# Solved: CD/DVD drive causing blue screen of death



## 2talll (May 1, 2004)

When I try using the drive to import music off a CD or to play a DVD after a few minutes the system crashed. Any ideas why?


----------



## etaf (Oct 2, 2003)

do you get the stop code and any filenames on the bluescreen.
as a guess it maybe a video driver, however, would be good to know the errors above


----------



## 2talll (May 1, 2004)

Can't read what the screen says before the computer shuts off. Would reading the technical info that it puts in the temp folder following the shut down be of any help? I can check that tonight- I'm off to work.


----------



## etaf (Oct 2, 2003)

does it reboot - theres a setting to alter that.

goto
control panel>
system>
advanced tab>
startup and recovery - settings>
under the title - system failure
untick - automatically restart


----------



## 2talll (May 1, 2004)

OK, I'll fix that and when it happens again, I'll see what it says. Thanks


----------



## etaf (Oct 2, 2003)

you need to set that condition up before it happens - so instead of flashing a blue screen and then rebooting, it will stop with just the blue screen displayed and then you need to manually reboot/switch off


----------



## 2talll (May 1, 2004)

Yeah, I know. I already changed it so when I'm messing around with CDs tonight I'll see if it happens again.

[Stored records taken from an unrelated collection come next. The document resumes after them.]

//! Provider candidate traits.
//!
//! A candidate is one configured, interchangeable way of serving an
//! operation. Candidates are immutable once built and are shared between
//! requests behind `Arc`.

use async_trait::async_trait;
use serde_json::Value;
use vyral_models::{AsyncJobSnapshot, JobHandle, JobRequest};

use crate::error::ProviderResult;

/// Anything that can be listed in a fallback order.
pub trait Candidate: Send + Sync {
    /// Stable identifier, e.g. `openrouter:openai/gpt-4`.
    fn id(&self) -> &str;
}

/// Candidate answering in a single request/response exchange.
#[async_trait]
pub trait Provider: Candidate {
    /// Build the provider request from the job and return the shaped result.
    async fn invoke(&self, request: &JobRequest) -> ProviderResult<Value>;
}

/// Candidate backed by a long-running job that must be polled.
#[async_trait]
pub trait AsyncProvider: Candidate {
    /// Submit the job; the provider accepting it yields a handle.
    async fn submit(&self, request: &JobRequest) -> ProviderResult<JobHandle>;

    /// Fetch the current status of a previously submitted job.
    async fn status(&self, handle: &JobHandle) -> ProviderResult<AsyncJobSnapshot>;
}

This mght sound like a dumb question, but if it's the video driver itself wouldn't the same thing happen when I am burning DVDs? I can burn them fine- it's only when the DVD info is being transferred to my hard drive or played and when the CD's songs are being imported. Not to smart when it comes to the inside of the computer.


----------



## etaf (Oct 2, 2003)

it was just a guess - we should know more on the stop code and hopefully a filename


----------



## 2talll (May 1, 2004)

Ok, it just happened again. I was trying to back up a DVD for my brother and while DVDShrink was doing tha analizing it crashed.

Here's what the blue screen said: 
A problem has occured..........windows shut down to prevent damage.........

DRIVE_IQRL_NOT_LESS_OR_EQUAL

Tech info:
STOP: 0x000000D1 (0x0000000c, 0x0000000z, 0x00000000, 0xf7e32424)

smwdm.sys- address F7E32424
base at F7E1A000
datestamp 3f5f6eba

I have the system data from the temp file saved but I can't upload it- it's too big to attach.

Any ideas? Thanks


----------



## etaf (Oct 2, 2003)

looks like the sound driver.
I would suggest reloading your sound driver.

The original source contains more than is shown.